## TO DO
Copy out all of the data exactly as it appears.

## EXCERPTED DATA
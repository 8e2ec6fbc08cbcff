//! Admin list view: filtering, priority ordering and dashboard counts

use crate::models::{Complaint, ComplaintStatus, Priority};
use crate::validation::ValidationError;
use serde::{Deserialize, Serialize};

/// Raw query string for the admin list
#[derive(Debug, Clone, Default, Deserialize)]
pub struct ListQuery {
    pub search: Option<String>,
    pub status: Option<String>,
    pub priority: Option<String>,
}

#[derive(Debug, Clone, Default, PartialEq)]
pub struct ComplaintFilter {
    /// Lowercased search text; empty matches everything
    pub search: String,
    pub status: Option<ComplaintStatus>,
    pub priority: Option<Priority>,
}

impl ComplaintFilter {
    /// `"all"` and blank values mean no restriction
    pub fn from_query(query: &ListQuery) -> Result<Self, ValidationError> {
        Ok(Self {
            search: query
                .search
                .as_deref()
                .map(|s| s.trim().to_lowercase())
                .unwrap_or_default(),
            status: choice(query.status.as_deref())
                .map(str::parse::<ComplaintStatus>)
                .transpose()?,
            priority: choice(query.priority.as_deref())
                .map(str::parse::<Priority>)
                .transpose()?,
        })
    }

    pub fn matches(&self, complaint: &Complaint) -> bool {
        let search_ok = self.search.is_empty()
            || complaint.id.as_str().to_lowercase().contains(&self.search)
            || complaint.description.to_lowercase().contains(&self.search)
            || complaint.location.to_lowercase().contains(&self.search);

        search_ok
            && self.status.map_or(true, |s| status_matches(complaint, s))
            && self.priority.map_or(true, |p| complaint.priority == p)
    }
}

/// Canonical statuses match the complaint's stage, so a complaint with a
/// trailing `update` entry is still listed under the stage it is in.
/// `update` itself matches complaints whose newest entry is an update.
fn status_matches(complaint: &Complaint, wanted: ComplaintStatus) -> bool {
    match wanted {
        ComplaintStatus::Update => complaint.status == ComplaintStatus::Update,
        stage => complaint.stage() == stage,
    }
}

fn choice(value: Option<&str>) -> Option<&str> {
    value
        .map(str::trim)
        .filter(|v| !v.is_empty() && !v.eq_ignore_ascii_case("all"))
}

/// Keep matching complaints, highest priority first. Equal priorities keep
/// their input order.
pub fn filter_and_sort(complaints: Vec<Complaint>, filter: &ComplaintFilter) -> Vec<Complaint> {
    let mut matching: Vec<Complaint> = complaints
        .into_iter()
        .filter(|c| filter.matches(c))
        .collect();
    matching.sort_by(|a, b| b.priority.cmp(&a.priority));
    matching
}

#[derive(Debug, Clone, Default, PartialEq, Eq, Serialize)]
pub struct ComplaintStats {
    pub total: usize,
    pub submitted: usize,
    pub assigned: usize,
    pub in_progress: usize,
    pub resolved: usize,
    pub rejected: usize,
}

/// Count complaints per canonical stage
pub fn stats(complaints: &[Complaint]) -> ComplaintStats {
    let mut stats = ComplaintStats {
        total: complaints.len(),
        ..Default::default()
    };

    for complaint in complaints {
        match complaint.stage() {
            ComplaintStatus::Submitted | ComplaintStatus::Update => stats.submitted += 1,
            ComplaintStatus::Assigned => stats.assigned += 1,
            ComplaintStatus::InProgress => stats.in_progress += 1,
            ComplaintStatus::Resolved => stats.resolved += 1,
            ComplaintStatus::Rejected => stats.rejected += 1,
        }
    }

    stats
}
//! Security headers for API responses

use crate::handlers::AppState;
use axum::{
    body::Body,
    extract::State,
    http::{header, HeaderValue, Request},
    middleware::Next,
    response::Response,
};

/// Security headers middleware
pub async fn security_headers(
    State(state): State<AppState>,
    request: Request<Body>,
    next: Next,
) -> Response {
    let mut response = next.run(request).await;
    let headers = response.headers_mut();

    headers.insert("X-Frame-Options", HeaderValue::from_static("DENY"));
    headers.insert(
        "X-Content-Type-Options",
        HeaderValue::from_static("nosniff"),
    );
    headers.insert("Referrer-Policy", HeaderValue::from_static("no-referrer"));
    // JSON only: nothing here should ever load or embed content
    headers.insert(
        "Content-Security-Policy",
        HeaderValue::from_static("default-src 'none'; frame-ancestors 'none'"),
    );
    headers.insert(header::CACHE_CONTROL, HeaderValue::from_static("no-store"));

    if state.is_production {
        headers.insert(
            header::STRICT_TRANSPORT_SECURITY,
            HeaderValue::from_static("max-age=63072000; includeSubDomains"),
        );
    }

    response
}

## WRITTEN RESPONSE
repository 8e2ec6fbc08cbcff
//! Admin list view: filtering, priority ordering and dashboard counts

use crate::models::{Complaint, ComplaintStatus, Priority};
use crate::validation::ValidationError;
use serde::{Deserialize, Serialize};

/// Raw query string for the admin list
#[derive(Debug, Clone, Default, Deserialize)]
pub struct ListQuery {
    pub search: Option<String>,
    pub status: Option<String>,
    pub priority: Option<String>,
}

#[derive(Debug, Clone, Default, PartialEq)]
pub struct ComplaintFilter {
    /// Lowercased search text; empty matches everything
    pub search: String,
    pub status: Option<ComplaintStatus>,
    pub priority: Option<Priority>,
}

impl ComplaintFilter {
    /// `"all"` and blank values mean no restriction
    pub fn from_query(query: &ListQuery) -> Result<Self, ValidationError> {
        Ok(Self {
            search: query
                .search
                .as_deref()
                .map(|s| s.trim().to_lowercase())
                .unwrap_or_default(),
            status: choice(query.status.as_deref())
                .map(str::parse::<ComplaintStatus>)
                .transpose()?,
            priority: choice(query.priority.as_deref())
                .map(str::parse::<Priority>)
                .transpose()?,
        })
    }

    pub fn matches(&self, complaint: &Complaint) -> bool {
        let search_ok = self.search.is_empty()
            || complaint.id.as_str().to_lowercase().contains(&self.search)
            || complaint.description.to_lowercase().contains(&self.search)
            || complaint.location.to_lowercase().contains(&self.search);

        search_ok
            && self.status.map_or(true, |s| status_matches(complaint, s))
            && self.priority.map_or(true, |p| complaint.priority == p)
    }
}

/// Canonical statuses match the complaint's stage, so a complaint with a
/// trailing `update` entry is still listed under the stage it is in.
/// `update` itself matches complaints whose newest entry is an update.
fn status_matches(complaint: &Complaint, wanted: ComplaintStatus) -> bool {
    match wanted {
        ComplaintStatus::Update => complaint.status == ComplaintStatus::Update,
        stage => complaint.stage() == stage,
    }
}

fn choice(value: Option<&str>) -> Option<&str> {
    value
        .map(str::trim)
        .filter(|v| !v.is_empty() && !v.eq_ignore_ascii_case("all"))
}

/// Keep matching complaints, highest priority first. Equal priorities keep
/// their input order.
pub fn filter_and_sort(complaints: Vec<Complaint>, filter: &ComplaintFilter) -> Vec<Complaint> {
    let mut matching: Vec<Complaint> = complaints
        .into_iter()
        .filter(|c| filter.matches(c))
        .collect();
    matching.sort_by(|a, b| b.priority.cmp(&a.priority));
    matching
}

#[derive(Debug, Clone, Default, PartialEq, Eq, Serialize)]
pub struct ComplaintStats {
    pub total: usize,
    pub submitted: usize,
    pub assigned: usize,
    pub in_progress: usize,
    pub resolved: usize,
    pub rejected: usize,
}

/// Count complaints per canonical stage
pub fn stats(complaints: &[Complaint]) -> ComplaintStats {
    let mut stats = ComplaintStats {
        total: complaints.len(),
        ..Default::default()
    };

    for complaint in complaints {
        match complaint.stage() {
            ComplaintStatus::Submitted | ComplaintStatus::Update => stats.submitted += 1,
            ComplaintStatus::Assigned => stats.assigned += 1,
            ComplaintStatus::InProgress => stats.in_progress += 1,
            ComplaintStatus::Resolved => stats.resolved += 1,
            ComplaintStatus::Rejected => stats.rejected += 1,
        }
    }

    stats
}
//! Security headers for API responses

use crate::handlers::AppState;
use axum::{
    body::Body,
    extract::State,
    http::{header, HeaderValue, Request},
    middleware::Next,
    response::Response,
};

/// Security headers middleware
pub async fn security_headers(
    State(state): State<AppState>,
    request: Request<Body>,
    next: Next,
) -> Response {
    let mut response = next.run(request).await;
    let headers = response.headers_mut();

    headers.insert("X-Frame-Options", HeaderValue::from_static("DENY"));
    headers.insert(
        "X-Content-Type-Options",
        HeaderValue::from_static("nosniff"),
    );
    headers.insert("Referrer-Policy", HeaderValue::from_static("no-referrer"));
    // JSON only: nothing here should ever load or embed content
    headers.insert(
        "Content-Security-Policy",
        HeaderValue::from_static("default-src 'none'; frame-ancestors 'none'"),
    );
    headers.insert(header::CACHE_CONTROL, HeaderValue::from_static("no-store"));

    if state.is_production {
        headers.insert(
            header::STRICT_TRANSPORT_SECURITY,
            HeaderValue::from_static("max-age=63072000; includeSubDomains"),
        );
    }

    response
}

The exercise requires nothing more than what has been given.